Agree with the others, use the warranty. Unless it costs them, they will do nothing to change.
> Unless it costs them, they will do nothing to change.
Exactly. If enough people refuse to accept abused trees like these, they will stop abusing the trees.
Don't bet on it. My boss once placed a new hire on my crew and it wasn't until he'd been there a couple weeks I found out he was illiterate when I had asked him to tag up some stock and the tags even had pictures on them and he still couldn't match them up.
This subject reminds me; every time I read or hear that a corporation's first responsibility is to their shareholders it makes me wanna grab someone by the scruff and speak loudly in their face 'No bozo, their Very First and Foremost Responsibility is to their *Customers* who make it possible for them to be a corporation that can enrich themselves further by selling shares in their company.
Take care of your customers and your shareholders will benefit.
The more I see those poor tree roots the more irked I get.
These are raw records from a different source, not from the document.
//! Circuit breaker events and observers.
//!
//! Breakers collect events while holding their lock and hand them to the
//! observer only after releasing it. A panicking observer is contained in
//! [`dispatch`], so monitoring can never wedge or corrupt a breaker.

use serde::Serialize;
use std::fmt;
use std::panic::{self, AssertUnwindSafe};
use std::sync::Arc;
use std::time::Duration;

use crate::observability::metrics;

/// Phase of the call-protection state machine.
#[derive(Debug, Clone, Copy, PartialEq, Eq, Serialize)]
#[serde(rename_all = "SCREAMING_SNAKE_CASE")]
pub enum CircuitPhase {
    Closed,
    Open,
    HalfOpen,
}

impl CircuitPhase {
    pub fn as_str(self) -> &'static str {
        match self {
            CircuitPhase::Closed => "CLOSED",
            CircuitPhase::Open => "OPEN",
            CircuitPhase::HalfOpen => "HALF_OPEN",
        }
    }

    /// Numeric value exported on the state gauge.
    pub fn gauge_value(self) -> u8 {
        match self {
            CircuitPhase::Closed => 0,
            CircuitPhase::Open => 1,
            CircuitPhase::HalfOpen => 2,
        }
    }
}

impl fmt::Display for CircuitPhase {
    fn fmt(&self, f: &mut fmt::Formatter<'_>) -> fmt::Result {
        f.write_str(self.as_str())
    }
}

/// Something a breaker (or the registry) did.
#[derive(Debug, Clone, PartialEq)]
pub enum CircuitEvent {
    /// A breaker was created for a new call name.
    EntryAdded { name: String },
    StateTransition {
        name: String,
        from: CircuitPhase,
        to: CircuitPhase,
    },
    Success { name: String, elapsed: Duration },
    /// A failure that counts against the circuit.
    Error {
        name: String,
        error: String,
        elapsed: Duration,
    },
    /// A failure that does not count (e.g. a 4xx from the downstream).
    IgnoredError {
        name: String,
        error: String,
        elapsed: Duration,
    },
    /// Refused because the circuit is open or the half-open trials are taken.
    CallNotPermitted { name: String },
    /// Forced back to Closed from the outside.
    Reset { name: String },
}

impl CircuitEvent {
    pub fn name(&self) -> &str {
        match self {
            CircuitEvent::EntryAdded { name }
            | CircuitEvent::StateTransition { name, .. }
            | CircuitEvent::Success { name, .. }
            | CircuitEvent::Error { name, .. }
            | CircuitEvent::IgnoredError { name, .. }
            | CircuitEvent::CallNotPermitted { name }
            | CircuitEvent::Reset { name } => name,
        }
    }
}

/// Receives every breaker event synchronously.
pub trait CircuitObserver: Send + Sync {
    fn on_event(&self, event: &CircuitEvent);
}

/// Deliver `events` in order, containing observer panics.
pub(crate) fn dispatch(observer: &dyn CircuitObserver, events: Vec<CircuitEvent>) {
    for event in events {
        let delivered = panic::catch_unwind(AssertUnwindSafe(|| observer.on_event(&event)));
        if delivered.is_err() {
            tracing::error!(circuit = event.name(), event = ?event, "Circuit observer panicked; event dropped");
        }
    }
}

/// Discards everything.
#[derive(Debug, Default, Clone, Copy)]
pub struct NoopObserver;

impl CircuitObserver for NoopObserver {
    fn on_event(&self, _event: &CircuitEvent) {}
}

/// Logs events through `tracing`.
///
/// Transitions at info, refusals and counted errors at warn, everything
/// else at debug.
#[derive(Debug, Default, Clone, Copy)]
pub struct LoggingObserver;

impl CircuitObserver for LoggingObserver {
    fn on_event(&self, event: &CircuitEvent) {
        match event {
            CircuitEvent::EntryAdded { name } => {
                tracing::info!(circuit = %name, "New circuit breaker registered");
            }
            CircuitEvent::StateTransition { name, from, to } => {
                tracing::info!(circuit = %name, from = %from, to = %to, "Circuit breaker state changed");
            }
            CircuitEvent::CallNotPermitted { name } => {
                tracing::warn!(circuit = %name, "Circuit breaker call not permitted");
            }
            CircuitEvent::Error { name, error, elapsed } => {
                tracing::warn!(
                    circuit = %name,
                    error = %error,
                    elapsed_ms = elapsed.as_millis() as u64,
                    "Circuit breaker recorded an error"
                );
            }
            CircuitEvent::Success { name, elapsed } => {
                tracing::debug!(
                    circuit = %name,
                    elapsed_ms = elapsed.as_millis() as u64,
                    "Circuit breaker recorded a success"
                );
            }
            CircuitEvent::IgnoredError { name, error, elapsed } => {
                tracing::debug!(
                    circuit = %name,
                    error = %error,
                    elapsed_ms = elapsed.as_millis() as u64,
                    "Circuit breaker ignored an error"
                );
            }
            CircuitEvent::Reset { name } => {
                tracing::info!(circuit = %name, "Circuit breaker reset");
            }
        }
    }
}

/// Exports events as metrics.
#[derive(Debug, Default, Clone, Copy)]
pub struct MetricsObserver;

impl CircuitObserver for MetricsObserver {
    fn on_event(&self, event: &CircuitEvent) {
        match event {
            CircuitEvent::StateTransition { name, from, to } => {
                metrics::record_circuit_transition(name, from.as_str(), to.as_str(), to.gauge_value());
            }
            CircuitEvent::Success { name, elapsed } => {
                metrics::record_call(name, "success", Some(*elapsed));
            }
            CircuitEvent::Error { name, elapsed, .. } => {
                metrics::record_call(name, "error", Some(*elapsed));
            }
            CircuitEvent::IgnoredError { name, elapsed, .. } => {
                metrics::record_call(name, "ignored", Some(*elapsed));
            }
            CircuitEvent::CallNotPermitted { name } => {
                metrics::record_call(name, "not_permitted", None);
            }
            CircuitEvent::EntryAdded { .. } | CircuitEvent::Reset { .. } => {}
        }
    }
}

/// Forwards each event to several observers.
///
/// Each observer is isolated: one panicking does not stop the others.
#[derive(Clone, Default)]
pub struct FanoutObserver {
    observers: Vec<Arc<dyn CircuitObserver>>,
}

impl FanoutObserver {
    pub fn new(observers: Vec<Arc<dyn CircuitObserver>>) -> Self {
        Self { observers }
    }

    pub fn with(mut self, observer: Arc<dyn CircuitObserver>) -> Self {
        self.observers.push(observer);
        self
    }
}

impl CircuitObserver for FanoutObserver {
    fn on_event(&self, event: &CircuitEvent) {
        for observer in &self.observers {
            dispatch(observer.as_ref(), vec![event.clone()]);
        }
    }
}


#[cfg(test)]
mod tests {
    use super::testing::{PanickingObserver, RecordingObserver};
    use super::*;

    #[test]
    fn test_fanout_isolates_panicking_observer() {
        let recorder = Arc::new(RecordingObserver::default());
        let fanout = FanoutObserver::default()
            .with(Arc::new(PanickingObserver))
            .with(recorder.clone());

        dispatch(&fanout, vec![CircuitEvent::Reset { name: "mail-send".into() }]);

        assert_eq!(
            recorder.events(),
            vec![CircuitEvent::Reset { name: "mail-send".into() }]
        );
    }

    #[test]
    fn test_phase_serializes_like_display() {
        let json = serde_json::to_string(&CircuitPhase::HalfOpen).unwrap();
        assert_eq!(json, "\"HALF_OPEN\"");
        assert_eq!(CircuitPhase::HalfOpen.to_string(), "HALF_OPEN");
    }
}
I'm usually pretty meek and mild but this is just so typical of what paying customers are handed and expected to be satisfied with.
There are a couple reasons they get away with this .
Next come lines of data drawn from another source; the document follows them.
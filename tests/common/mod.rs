//! Shared utilities for integration testing.

#![allow(dead_code)]

use std::future::Future;
use std::net::SocketAddr;
use std::sync::{Arc, Mutex};
use std::time::Duration;
use tokio::io::{AsyncReadExt, AsyncWriteExt};
use tokio::net::{TcpListener, TcpStream};

use axum::Router;
use payment_gateway::config::GatewayConfig;
use payment_gateway::http::HttpServer;

/// A request as seen by a mock backend.
#[derive(Debug, Clone)]
pub struct RecordedRequest {
    pub method: String,
    pub path: String,
    pub body: String,
}

/// Handle to a running mock backend.
pub struct MockBackend {
    pub addr: SocketAddr,
    requests: Arc<Mutex<Vec<RecordedRequest>>>,
}

impl MockBackend {
    pub fn url(&self) -> String {
        format!("http://{}", self.addr)
    }

    pub fn requests(&self) -> Vec<RecordedRequest> {
        self.requests.lock().unwrap().clone()
    }

    pub fn hits(&self) -> usize {
        self.requests.lock().unwrap().len()
    }
}

/// Start a programmable mock backend on an ephemeral loopback port.
///
/// `f` sees each request and decides the status and body of the answer.
pub async fn start_programmable_backend<F, Fut>(f: F) -> MockBackend
where
    F: Fn(RecordedRequest) -> Fut + Send + Sync + 'static,
    Fut: Future<Output = (u16, String)> + Send + 'static,
{
    let listener = TcpListener::bind("127.0.0.1:0").await.unwrap();
    let addr = listener.local_addr().unwrap();
    let requests = Arc::new(Mutex::new(Vec::new()));
    let f = Arc::new(f);

    let recorded = requests.clone();
    tokio::spawn(async move {
        loop {
            match listener.accept().await {
                Ok((mut socket, _)) => {
                    let f = f.clone();
                    let recorded = recorded.clone();
                    tokio::spawn(async move {
                        let Some(request) = read_request(&mut socket).await else {
                            return;
                        };
                        recorded.lock().unwrap().push(request.clone());

                        let (status, body) = f(request).await;
                        let response = format!(
                            "HTTP/1.1 {} {}\r\nContent-Type: application/json\r\nContent-Length: {}\r\nConnection: close\r\n\r\n{}",
                            status,
                            reason(status),
                            body.len(),
                            body
                        );
                        let _ = socket.write_all(response.as_bytes()).await;
                        let _ = socket.shutdown().await;
                    });
                }
                Err(_) => break,
            }
        }
    });

    MockBackend { addr, requests }
}

/// Start a backend that always answers with `status` and `body`.
pub async fn start_mock_backend(status: u16, body: impl Into<String>) -> MockBackend {
    let body = body.into();
    start_programmable_backend(move |_| {
        let body = body.clone();
        async move { (status, body) }
    })
    .await
}

/// Start a backend that answers 200 only after `delay`.
pub async fn start_slow_backend(delay: Duration) -> MockBackend {
    start_programmable_backend(move |_| async move {
        tokio::time::sleep(delay).await;
        (200, approved_body())
    })
    .await
}

/// An address nothing is listening on.
pub async fn unused_addr() -> SocketAddr {
    let listener = TcpListener::bind("127.0.0.1:0").await.unwrap();
    listener.local_addr().unwrap()
}

pub fn approved_body() -> String {
    r#"{"status":"APPROVED","message":"payment accepted"}"#.to_string()
}

/// Build the gateway router against the given downstream URLs.
pub fn gateway(
    payment_url: &str,
    mail_url: &str,
    customize: impl FnOnce(&mut GatewayConfig),
) -> (HttpServer, Router) {
    let mut config = GatewayConfig::default();
    config.downstream.payment.base_url = payment_url.to_string();
    config.downstream.mail.base_url = mail_url.to_string();
    customize(&mut config);

    let server = HttpServer::new(config).unwrap();
    let router = server.router();
    (server, router)
}

async fn read_request(socket: &mut TcpStream) -> Option<RecordedRequest> {
    let mut buf = Vec::new();
    let mut chunk = [0u8; 4096];

    let header_end = loop {
        let n = socket.read(&mut chunk).await.ok()?;
        if n == 0 {
            return None;
        }
        buf.extend_from_slice(&chunk[..n]);
        if let Some(pos) = buf.windows(4).position(|w| w == b"\r\n\r\n") {
            break pos + 4;
        }
    };

    let head = String::from_utf8_lossy(&buf[..header_end]).to_string();
    let mut lines = head.lines();
    let mut request_line = lines.next()?.split_whitespace();
    let method = request_line.next()?.to_string();
    let path = request_line.next()?.to_string();
    let content_length = lines
        .filter_map(|l| l.split_once(':'))
        .find(|(k, _)| k.trim().eq_ignore_ascii_case("content-length"))
        .and_then(|(_, v)| v.trim().parse::<usize>().ok())
        .unwrap_or(0);

    while buf.len() < header_end + content_length {
        let n = socket.read(&mut chunk).await.ok()?;
        if n == 0 {
            break;
        }
        buf.extend_from_slice(&chunk[..n]);
    }

    let body_end = buf.len().min(header_end + content_length);
    let body = String::from_utf8_lossy(&buf[header_end..body_end]).to_string();
    Some(RecordedRequest { method, path, body })
}

fn reason(status: u16) -> &'static str {
    match status {
        200 => "OK",
        400 => "Bad Request",
        404 => "Not Found",
        422 => "Unprocessable Entity",
        500 => "Internal Server Error",
        502 => "Bad Gateway",
        503 => "Service Unavailable",
        _ => "Unknown",
    }
}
1. Many homeowners don't know better.
2. The trees usually look ok just long enough to pass the guarantee period. Sometimes, a decade or two. Then when it does die, rarely does anyone figure out why.
The universality of deformed roots on container grown nursery stock is one of the main reasons bare-rooting at planting is being advocated.
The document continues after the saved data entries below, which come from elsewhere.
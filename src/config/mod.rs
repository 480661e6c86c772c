//! Configuration management subsystem.
//!
//! # Data Flow
//! ```text
//! config file (TOML)
//!     → loader.rs (parse & deserialize)
//!     → validation.rs (semantic checks)
//!     → GatewayConfig (validated, immutable)
//!     → shared via Arc to all subsystems
//! ```
//!
//! # Design Decisions
//! - Config is immutable once loaded; changes require a restart
//! - All fields have defaults to allow minimal configs
//! - Validation separates syntactic (serde) from semantic checks

pub mod loader;
pub mod schema;
pub mod validation;

pub use loader::{load_config, parse_config, ConfigError};
pub use schema::{
    AdminConfig, CallRateLimiterConfig, CircuitBreakerConfig, DownstreamConfig, EndpointConfig,
    GatewayConfig, InstanceConfig, ListenerConfig, ObservabilityConfig, RateLimitConfig,
    ResilienceConfig, PLACEHOLDER_ADMIN_KEY,
};
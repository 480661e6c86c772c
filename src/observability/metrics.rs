//! Metrics collection and exposition.
//!
//! # Metrics
//! - `gateway_requests_total` (counter): inbound requests by method, status
//! - `gateway_request_duration_seconds` (histogram): inbound latency
//! - `gateway_admission_total` (counter): admission decisions by outcome
//! - `gateway_rate_limit_identities` (gauge): identities with a live window
//! - `gateway_circuit_transitions_total` (counter): by call name, from, to
//! - `gateway_circuit_state` (gauge): 0=closed, 1=open, 2=half_open
//! - `gateway_circuit_calls_total` (counter): by call name, outcome
//! - `gateway_circuit_call_duration_seconds` (histogram): downstream latency
//! - `gateway_call_not_permitted_total` (counter): outbound limiter refusals by call name
//!
//! Without an installed recorder every call here is a no-op, which is what
//! the tests rely on.

use metrics::{counter, gauge, histogram};
use metrics_exporter_prometheus::PrometheusBuilder;
use std::net::SocketAddr;
use std::time::{Duration, Instant};

/// Start the Prometheus scrape endpoint.
pub fn init_metrics(addr: SocketAddr) {
    match PrometheusBuilder::new().with_http_listener(addr).install() {
        Ok(()) => tracing::info!(address = %addr, "Metrics exporter listening"),
        Err(e) => tracing::error!(address = %addr, error = %e, "Failed to install metrics exporter"),
    }
}

pub fn record_request(method: &str, status: u16, start: Instant) {
    counter!(
        "gateway_requests_total",
        "method" => method.to_string(),
        "status" => status.to_string()
    )
    .increment(1);
    histogram!("gateway_request_duration_seconds", "method" => method.to_string())
        .record(start.elapsed().as_secs_f64());
}

pub fn record_admission(outcome: &'static str) {
    counter!("gateway_admission_total", "outcome" => outcome).increment(1);
}

pub fn record_tracked_identities(count: usize) {
    gauge!("gateway_rate_limit_identities").set(count as f64);
}

pub fn record_circuit_transition(name: &str, from: &'static str, to: &'static str, state_value: u8) {
    counter!(
        "gateway_circuit_transitions_total",
        "name" => name.to_string(),
        "from" => from,
        "to" => to
    )
    .increment(1);
    gauge!("gateway_circuit_state", "name" => name.to_string()).set(f64::from(state_value));
}

pub fn record_call(name: &str, outcome: &'static str, elapsed: Option<Duration>) {
    counter!(
        "gateway_circuit_calls_total",
        "name" => name.to_string(),
        "outcome" => outcome
    )
    .increment(1);
    if let Some(elapsed) = elapsed {
        histogram!("gateway_circuit_call_duration_seconds", "name" => name.to_string())
            .record(elapsed.as_secs_f64());
    }
}

pub fn record_call_not_permitted(name: &str) {
    counter!("gateway_call_not_permitted_total", "name" => name.to_string()).increment(1);
}
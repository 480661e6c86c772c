//! OS signal handling.
//!
//! SIGINT (Ctrl+C) and, on Unix, SIGTERM both trigger graceful shutdown.

use crate::lifecycle::shutdown::Shutdown;

/// Resolve when the process is asked to stop.
pub async fn wait_for_signal() {
    let ctrl_c = async {
        if let Err(e) = tokio::signal::ctrl_c().await {
            tracing::error!(error = %e, "Failed to listen for Ctrl+C");
            std::future::pending::<()>().await;
        }
    };

    #[cfg(unix)]
    let terminate = async {
        use tokio::signal::unix::{signal, SignalKind};
        match signal(SignalKind::terminate()) {
            Ok(mut stream) => {
                stream.recv().await;
            }
            Err(e) => {
                tracing::error!(error = %e, "Failed to install SIGTERM handler");
                std::future::pending::<()>().await;
            }
        }
    };

    #[cfg(not(unix))]
    let terminate = std::future::pending::<()>();

    tokio::select! {
        _ = ctrl_c => tracing::info!("Received SIGINT"),
        _ = terminate => tracing::info!("Received SIGTERM"),
    }
}

/// Trigger `shutdown` on the first termination signal.
pub fn spawn_signal_handler(shutdown: &Shutdown) -> tokio::task::JoinHandle<()> {
    let shutdown = shutdown.clone();
    tokio::spawn(async move {
        wait_for_signal().await;
        shutdown.trigger();
    })
}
Since field grown stock often starts in a container you can't get away from it that way.
Already apparently generally careless about root development, the industry additionally appears to think if a plant is to be used as rootstock it can be in effect stored in a band or other small container for sometimes years before being utilized.
Anyway, whatever the details in each individual situation any grower that is actually working on avoiding root deformities during his production cycles should be carried through town on a prince's chair and praised to the skies.
This post was edited by bboy on Sat, Jul 26, 14 at 20:00
I take care to, but I only grow for my own use.
Well if you think a more restrained response is in order in your case how about we put you on a plastic bucket and praise you to the neighbor's dog?
Sure, why not.
Good to have another thread on this topic. I think it's something that _should_ be a #1 concern of the industry now, but isn't. Gardening as a hobby is really going to become anachronistic if word gets around that all trees and shrubs start mysteriously dying around the 10 year mark.
Per bboy's comment/advice, I plan to essentially bare root all future container grown stock. I had known about circling roots for many years, and checked for them. But the issue is, as I tried to bring up in another thread, how you define "checking" for them. A quick visual inspection of the surface of the root mass when you remove it from the pot, and a few tugs at any small circling roots, is all I used to think was necessary. But the problem can be buried many inches within. The only way to really find any such knots is complete disassembly, so to speak.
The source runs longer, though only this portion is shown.